Hablar de Michoacán es hablar de un territorio que encierra en sus montañas y costas la memoria de México. Cuna de hombres visionarios, como el general Lázaro Cárdenas del Río —quien soñó con una nación justa, educada y con soberanía sobre su riqueza—, el estado fue también el escenario de un proyecto político que buscaba erradicar la desigualdad. Sin embargo, con el paso del tiempo, esa tierra fértil y orgullosa se convirtió en uno de los principales epicentros de la violencia que desangra al país.
En el siglo pasado, mientras el mundo discutía la legalización y el control de las drogas, México comenzó a enfrentarse a un fenómeno que parecía lejano. Durante el cardenismo, la preocupación giraba en torno a la pobreza y la educación rural; el narcotráfico era apenas un eco distante. Nadie imaginaba que décadas después, Michoacán sería sinónimo de disputa criminal, tala clandestina y comunidades atrapadas entre el miedo y la resistencia.
El crimen organizado se infiltró poco a poco en la economía agrícola. El aguacate y el limón, símbolos de prosperidad michoacana, se convirtieron en moneda de extorsión. Los productores debieron pagar “derecho de piso” por trabajar sus propias tierras. Cuando el Estado no alcanzó a protegerlos, nació la respuesta de la sociedad civil: los grupos de autodefensas. Hombres y mujeres que, cansados de esperar ayuda, se armaron para defender su hogar. Aquella insurrección campesina reveló tanto la valentía del pueblo como la ausencia del Estado.
Los años más oscuros comenzaron cuando la violencia dejó de ser noticia y se volvió costumbre. Michoacán ha llorado a presidentes municipales asesinados, a empresarios secuestrados, a comunidades desplazadas. La tala ilegal arrasa con sus bosques; la sobreexplotación de recursos contamina sus ríos. La pobreza de las comunidades indígenas contrasta con la riqueza que fluye del crimen. En esa ecuación, la impunidad ha sido el mayor fertilizante.
Felipe Calderón eligió Michoacán como punto de partida de su “guerra contra las drogas”, pero aquella ofensiva militar no trajo paz: sólo multiplicó el miedo. Su hermana, la senadora Cocoa Calderón, hizo campaña para senadora escoltada por soldados, reflejo de un país donde la política y la seguridad ya no podían separarse. Desde entonces, la palabra “paz” se volvió un anhelo más que una política.
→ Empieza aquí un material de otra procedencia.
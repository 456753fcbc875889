//! Error taxonomy and failure classification for the request pipeline.

use std::time::Duration;

use reqwest::{Method, StatusCode};
use thiserror::Error;

use super::signal::CancelSignal;
use super::types::{HttpResponse, RequestSpec};

/// Failure raised by [`Pipeline::execute`](super::Pipeline::execute).
///
/// Exactly one kind is ever set, and an error of this type passing back
/// through any stage is re-raised unchanged; classification never wraps a
/// `PipelineError` in another one.
#[derive(Debug, Error)]
pub enum PipelineError {
    /// Transport-level failure with no usable response.
    #[error("network error for {method} {url}: {cause}")]
    Network {
        method: Method,
        url: String,
        cause: anyhow::Error,
    },

    /// The exchange completed but the server answered outside 2xx.
    #[error("{method} {url} returned HTTP {status}")]
    HttpStatus {
        method: Method,
        url: String,
        status: StatusCode,
        /// Best-effort body text; `None` when the body was empty.
        body: Option<String>,
    },

    /// The attempt's cancellation signal fired before a response arrived.
    #[error("{method} {url} timed out after {}ms", .timeout.as_millis())]
    Timeout {
        method: Method,
        url: String,
        /// The window that was configured for the attempt.
        timeout: Duration,
    },

    /// The caller or one of its hooks violated the pipeline contract.
    #[error("configuration error for {method} {url}: {message}")]
    Configuration {
        method: Method,
        url: String,
        message: String,
    },
}

/// Discriminant of a [`PipelineError`], for matching and logging.
#[derive(Debug, Clone, Copy, PartialEq, Eq)]
pub enum PipelineErrorKind {
    Network,
    HttpStatus,
    Timeout,
    Configuration,
}

impl PipelineError {
    pub fn network(spec: &RequestSpec, cause: anyhow::Error) -> Self {
        Self::Network {
            method: spec.method.clone(),
            url: spec.url.clone(),
            cause,
        }
    }

    /// Status-check failure. The body is captured best-effort from the
    /// already-buffered snapshot, so capture can never mask the status.
    pub fn http_status(spec: &RequestSpec, response: &HttpResponse) -> Self {
        let text = response.body_text();
        Self::HttpStatus {
            method: spec.method.clone(),
            url: spec.url.clone(),
            status: response.status,
            body: if text.is_empty() { None } else { Some(text) },
        }
    }

    pub fn timeout(spec: &RequestSpec, timeout: Duration) -> Self {
        Self::Timeout {
            method: spec.method.clone(),
            url: spec.url.clone(),
            timeout,
        }
    }

    pub fn configuration(spec: &RequestSpec, message: impl Into<String>) -> Self {
        Self::Configuration {
            method: spec.method.clone(),
            url: spec.url.clone(),
            message: message.into(),
        }
    }

    pub fn kind(&self) -> PipelineErrorKind {
        match self {
            Self::Network { .. } => PipelineErrorKind::Network,
            Self::HttpStatus { .. } => PipelineErrorKind::HttpStatus,
            Self::Timeout { .. } => PipelineErrorKind::Timeout,
            Self::Configuration { .. } => PipelineErrorKind::Configuration,
        }
    }

    /// HTTP status carried by the error, when one exists.
    pub fn status(&self) -> Option<StatusCode> {
        match self {
            Self::HttpStatus { status, .. } => Some(*status),
            _ => None,
        }
    }
}

/// Classify a transport failure.
///
/// A failure that already is a [`PipelineError`] is returned unchanged. For
/// anything else the attempt signal's own state decides between `Timeout`
/// and `Network`; message text never does, because an aborted exchange is
/// indistinguishable from a refused one at the transport layer.
pub fn classify(
    error: anyhow::Error,
    spec: &RequestSpec,
    signal: &CancelSignal,
    timeout: Duration,
) -> PipelineError {
    match error.downcast::<PipelineError>() {
        Ok(existing) => existing,
        Err(error) => {
            if signal.is_cancelled() {
                PipelineError::timeout(spec, timeout)
            } else {
                PipelineError::network(spec, error)
            }
        }
    }
}

/// Classify a transform-hook failure. Cancellation of a hook is observed by
/// the attempt race itself, so a non-pipeline failure here is a network
/// error.
pub fn classify_hook(error: anyhow::Error, spec: &RequestSpec) -> PipelineError {
    match error.downcast::<PipelineError>() {
        Ok(existing) => existing,
        Err(error) => PipelineError::network(spec, error),
    }
}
Hoy, bajo el nuevo Plan de Seguridad y Justicia por la Paz impulsado por la presidenta Claudia Sheinbaum y su equipo encabezado por Omar García Harfuch, Michoacán vuelve a ocupar el centro de la conversación nacional. La tarea no es menor: recuperar la confianza, fortalecer las instituciones locales y reconstruir la vida comunitaria. No bastará con más patrullas ni con promesas; se requiere presencia del Estado, pero también inteligencia, educación y oportunidades reales.
Frente a este panorama, surge una idea provocadora: ¿es momento de repensar la estrategia? La despenalización del consumo y la producción de drogas, como han hecho Portugal o algunas ciudades de Estados Unidos y Países Bajos, podría ser una vía para arrebatarle poder económico a los cárteles. No se trata de promover el consumo, sino de quitarle al crimen el monopolio de un negocio que alimenta la muerte y la corrupción.
Michoacán es, al mismo tiempo, una herida y una esperanza. Su gente conserva la fuerza de sus tradiciones, la belleza de su tierra y la dignidad que no se rinde. Entre los huertos, los talleres y los templos purépechas, late una convicción profunda: la violencia no puede definir su destino. Quizá el futuro de México se juegue, una vez más, en esa tierra cardenista donde todo comenzó: donde la historia nos recuerda que los pueblos pueden caer muchas veces, pero nunca pierden la capacidad de levantarse, ¿o no, estimado lector?